GIVEN INFORMATION>
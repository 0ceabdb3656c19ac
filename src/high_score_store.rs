//! JSON file holding the best score across sessions.
//!
//! The file is a single object, `{ "high_score": 1200 }`. A missing file reads
//! as a best of 0.

use std::fs;
use std::io;
use std::path::{Path, PathBuf};

use anyhow::{Context, Result};
use serde::{Deserialize, Serialize};

/// Environment variable overriding the store location.
pub const HIGHSCORE_ENV: &str = "STACKFALL_HIGHSCORE";

/// Store location when [`HIGHSCORE_ENV`] is unset.
pub const DEFAULT_PATH: &str = "stackfall-highscore.json";

#[derive(Debug, Default, Serialize, Deserialize)]
struct HighScoreFile {
    high_score: u32,
}

#[derive(Debug, Clone, PartialEq, Eq)]
pub struct HighScoreStore {
    path: PathBuf,
}

impl HighScoreStore {
    pub fn new(path: impl Into<PathBuf>) -> Self {
        Self { path: path.into() }
    }

    /// Store at `$STACKFALL_HIGHSCORE`, falling back to [`DEFAULT_PATH`].
    pub fn from_env() -> Self {
        match std::env::var_os(HIGHSCORE_ENV) {
            Some(path) if !path.is_empty() => Self::new(path),
            _ => Self::new(DEFAULT_PATH),
        }
    }

    pub fn path(&self) -> &Path {
        &self.path
    }

    pub fn load(&self) -> Result<u32> {
        let text = match fs::read_to_string(&self.path) {
            Ok(text) => text,
            Err(e) if e.kind() == io::ErrorKind::NotFound => return Ok(0),
            Err(e) => {
                return Err(e).with_context(|| format!("reading {}", self.path.display()));
            }
        };
        let file: HighScoreFile = serde_json::from_str(&text)
            .with_context(|| format!("parsing {}", self.path.display()))?;
        Ok(file.high_score)
    }

    pub fn save(&self, high_score: u32) -> Result<()> {
        let json = serde_json::to_string_pretty(&HighScoreFile { high_score })?;
        fs::write(&self.path, json)
            .with_context(|| format!("writing {}", self.path.display()))?;
        Ok(())
    }
}

impl Default for HighScoreStore {
    fn default() -> Self {
        Self::new(DEFAULT_PATH)
    }
}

PROBLEM REQUIREMENTS> Output each record precisely as given.

RESULT OF THE EXERCISE>
repository 0ceabdb3656c19ac
filename src/high_score_store.rs
//! JSON file holding the best score across sessions.
//!
//! The file is a single object, `{ "high_score": 1200 }`. A missing file reads
//! as a best of 0.

use std::fs;
use std::io;
use std::path::{Path, PathBuf};

use anyhow::{Context, Result};
use serde::{Deserialize, Serialize};

/// Environment variable overriding the store location.
pub const HIGHSCORE_ENV: &str = "STACKFALL_HIGHSCORE";

/// Store location when [`HIGHSCORE_ENV`] is unset.
pub const DEFAULT_PATH: &str = "stackfall-highscore.json";

#[derive(Debug, Default, Serialize, Deserialize)]
struct HighScoreFile {
    high_score: u32,
}

#[derive(Debug, Clone, PartialEq, Eq)]
pub struct HighScoreStore {
    path: PathBuf,
}

impl HighScoreStore {
    pub fn new(path: impl Into<PathBuf>) -> Self {
        Self { path: path.into() }
    }

    /// Store at `$STACKFALL_HIGHSCORE`, falling back to [`DEFAULT_PATH`].
    pub fn from_env() -> Self {
        match std::env::var_os(HIGHSCORE_ENV) {
            Some(path) if !path.is_empty() => Self::new(path),
            _ => Self::new(DEFAULT_PATH),
        }
    }

    pub fn path(&self) -> &Path {
        &self.path
    }

    pub fn load(&self) -> Result<u32> {
        let text = match fs::read_to_string(&self.path) {
            Ok(text) => text,
            Err(e) if e.kind() == io::ErrorKind::NotFound => return Ok(0),
            Err(e) => {
                return Err(e).with_context(|| format!("reading {}", self.path.display()));
            }
        };
        let file: HighScoreFile = serde_json::from_str(&text)
            .with_context(|| format!("parsing {}", self.path.display()))?;
        Ok(file.high_score)
    }

    pub fn save(&self, high_score: u32) -> Result<()> {
        let json = serde_json::to_string_pretty(&HighScoreFile { high_score })?;
        fs::write(&self.path, json)
            .with_context(|| format!("writing {}", self.path.display()))?;
        Ok(())
    }
}

impl Default for HighScoreStore {
    fn default() -> Self {
        Self::new(DEFAULT_PATH)
    }
}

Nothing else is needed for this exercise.